This variant is strongly associated with ionizing radiation and is more common in young patients and children [7073]. Radiation-associated pediatric cases frequently show RET/PTC3 rearrangement and sporadic cases show RET/PTC1/3 and ETV6/NTRK3 fusions [72,74]. BRAF V600E mutations are less commonly found than are classic PTC.
Whether to consider the solid variant to be aggressive variant remains controversial. Whereas some earlier studies reported a worse prognosis in patients with solid variant PTC than in those with classic PTC, subsequent studies revealed no difference in prognosis between the variants [70,72,74,75].
Diffuse sclerosing variant of PTC
The diffuse sclerosing variant, which usually presents with rapid and diffuse enlargement of the thyroid gland, clinically may be mistaken for autoimmune thyroiditis. It is most commonly seen in young women and is characterized by marked stromal fibrosis, dense lymphocytic infiltration, numerous psammoma bodies, and foci of squamous metaplasia, as well as frequent lymphovascular invasion [2,76]. RET/PTC rearrangements represented the genetic initiation event for this variant [7779]. The BRAF V600E mutation is rare in this variant.
This variant is associated with extrathyroidal extension, cervical lymph node and distant metastasis, and shorter disease-free survival; however, the mortality rate is comparable to that of the classic variant [8083]. The excellent long-term survival despite a higher recurrence rate may result from the favorable effect of a younger patient age.
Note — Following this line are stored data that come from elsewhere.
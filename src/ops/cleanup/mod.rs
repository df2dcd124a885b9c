
use clap::builder::styling::AnsiColor;
use log::{debug, info, warn};

use crate::{
    error::Result,
    format::format_millis,
    retention::{select_expired, Entry, RetentionPolicy},
    storage::BackupStore,
};

#[derive(Clone, Debug, Default, PartialEq, Eq)]
pub struct PruneReport {
    pub kept: usize,
    pub deleted: Vec<Entry>,
}

/// Deletes every backup in `store` beyond the newest `policy.limit()`.
///
/// Each deletion is attempted even when an earlier one fails; the first
/// failure is returned afterwards and already deleted backups stay deleted.
pub async fn prune(store: &dyn BackupStore, policy: RetentionPolicy) -> Result<PruneReport> {
    let entries = store.entries().await?;
    let total = entries.len();
    let expired = select_expired(entries, policy);
    if expired.is_empty() {
        debug!("{} backups: {total} held, nothing to prune", store.kind());
        return Ok(PruneReport {
            kept: total,
            deleted: vec![],
        });
    }

    let mut deleted = vec![];
    let mut first_error = None;
    for entry in expired {
        match store.delete(&entry).await {
            Ok(()) => {
                let style = AnsiColor::Yellow.on_default();
                debug!(
                    "{style}deleted{style:#} {} backup {} ({})",
                    store.kind(),
                    entry.name,
                    format_millis(entry.created)
                );
                deleted.push(entry);
            }
            Err(err) => {
                warn!("failed to delete {} backup {}: {err}", store.kind(), entry.name);
                first_error.get_or_insert(err);
            }
        }
    }

    if let Some(err) = first_error {
        return Err(err);
    }

    info!(
        "pruned {} {} backups, kept {}",
        deleted.len(),
        store.kind(),
        policy.limit()
    );
    Ok(PruneReport {
        kept: total - deleted.len(),
        deleted,
    })
}
//! Request handlers and the admission middleware.

use std::net::SocketAddr;
use std::sync::Arc;

use axum::extract::{ConnectInfo, Request, State};
use axum::http::StatusCode;
use axum::middleware::Next;
use axum::response::{IntoResponse, Response};
use axum::{Extension, Json};
use serde_json::json;
use tracing::warn;

use crate::admission::{AdmissionController, Decision};
use crate::audit::{AuditRecord, AuditSink};
use crate::metrics::MetricsReporter;

/// Shared state for all request handlers.
pub struct AppState {
    /// The admission controller
    pub controller: Arc<AdmissionController>,
    /// Metrics reporter over the controller's registry
    pub metrics: MetricsReporter,
    /// Audit log handle
    pub audit: AuditSink,
}

impl AppState {
    /// Assemble the application state around a controller.
    pub fn new(controller: Arc<AdmissionController>, audit: AuditSink) -> Self {
        let metrics = MetricsReporter::new(Arc::clone(&controller));
        Self {
            controller,
            metrics,
            audit,
        }
    }
}

/// Admission middleware applied to every route.
///
/// Rejections short-circuit with 429 before routing; admitted requests
/// carry their [`Decision`] in the request extensions. Either way the
/// decision is audited with the final status once handling completes.
pub async fn admission_middleware(
    State(state): State<Arc<AppState>>,
    ConnectInfo(peer): ConnectInfo<SocketAddr>,
    mut request: Request,
    next: Next,
) -> Response {
    let client_id = peer.ip().to_string();
    let path = request.uri().path().to_string();

    let decision = state.controller.admit_now(&client_id);
    if !decision.admitted {
        audit(&state, &client_id, &path, StatusCode::TOO_MANY_REQUESTS.as_u16());
        return (
            StatusCode::TOO_MANY_REQUESTS,
            Json(json!({
                "error": "too many requests",
                "requests_in_window": decision.current_count,
            })),
        )
            .into_response();
    }

    request.extensions_mut().insert(decision);
    let response = next.run(request).await;

    audit(&state, &client_id, &path, response.status().as_u16());
    response
}

/// Queue an audit record; a failure degrades to a warning.
fn audit(state: &AppState, client_id: &str, path: &str, status: u16) {
    if let Err(e) = state.audit.append(AuditRecord::new(client_id, path, status)) {
        warn!(client_id, path, status, error = %e, "Audit append degraded");
    }
}

/// `GET /`: demo endpoint echoing the caller's identity and window count.
pub async fn index(Extension(decision): Extension<Decision>) -> impl IntoResponse {
    Json(json!({
        "ok": true,
        "your_ip": decision.client_id,
        "requests_in_window": decision.current_count,
    }))
}

/// `GET /health`: liveness probe with the configured window and limit.
pub async fn health(State(state): State<Arc<AppState>>) -> impl IntoResponse {
    Json(json!({
        "status": "ok",
        "window_secs": state.controller.window().as_secs(),
        "limit": state.controller.limit(),
    }))
}

/// `GET /metrics`: registry-derived counters.
pub async fn metrics(State(state): State<Arc<AppState>>) -> impl IntoResponse {
    Json(state.metrics.snapshot())
}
FTC is the second common malignancy with follicular cell differentiation, which lacks the diagnostic nuclear features of PTC. In the 2004 WHO classification, FTC was divided into minimally invasive and widely invasive, according to the capsular invasion extent. In the 2017 WHO classification, minimally invasive FTC is further classified as minimally invasive (capsular invasion only) and encapsulated angioinvasive (with or without capsular invasion) (Fig. 10). There is no revision in the diagnostic criteria for widely invasive FTC, which extensively invades the thyroid gland and extra-thyroidal soft tissue and often shows extensive vascular invasion. However, extensive angioinvasion alone does not categorize the FTC as being widely invasive FTC.
The extent of vascular invasion in FTC is prognostically relevant [2,8486]. In encapsulated angioinvasive FTC, tumors with limited vascular invasion (<4 vessels) have a better outcome than do those with extensive vascular invasion (≥4 vessels) [84,85]. However, extensive vascular invasion did not affect the survival of patients with widely invasive FTC independently [84]. The TERT promoter mutation was seen in FTC, but not in atypical FA or FT-UMP, and the TERT promoter mutation was significantly higher in patients with metastatic FTC than in patients with non-metastatic FTC [87].
Hürthle cell tumors, including Hürthle cell adenomas and Hürthle cell carcinomas, should be diagnosed if the majority of the tumor (>75%) consists of oncocytic cells [2,44]. Hürthle cell adenomas and carcinomas had been regarded as variants of FA and FTC, respectively, but they were nominated as a distinct entity in the 2017 WHO classification, since they have biological behaviors and molecular profiles different from those of their counterparts among follicular tumors (Fig. 11) [85,8892]. Hürthle cell carcinomas are different from conventional FTCs, in that Hürthle cell carcinomas occur in older patients, are more common in men, can develop cervical lymph node metastasis, and have larger tumors, higher-stage disease, and worse prognosis, and are resistant to radioactive-iodine treatment [93]. As with conventional FTC, the prognosis of Hürthle cell carcinoma is related to the extent of vascular invasion [85].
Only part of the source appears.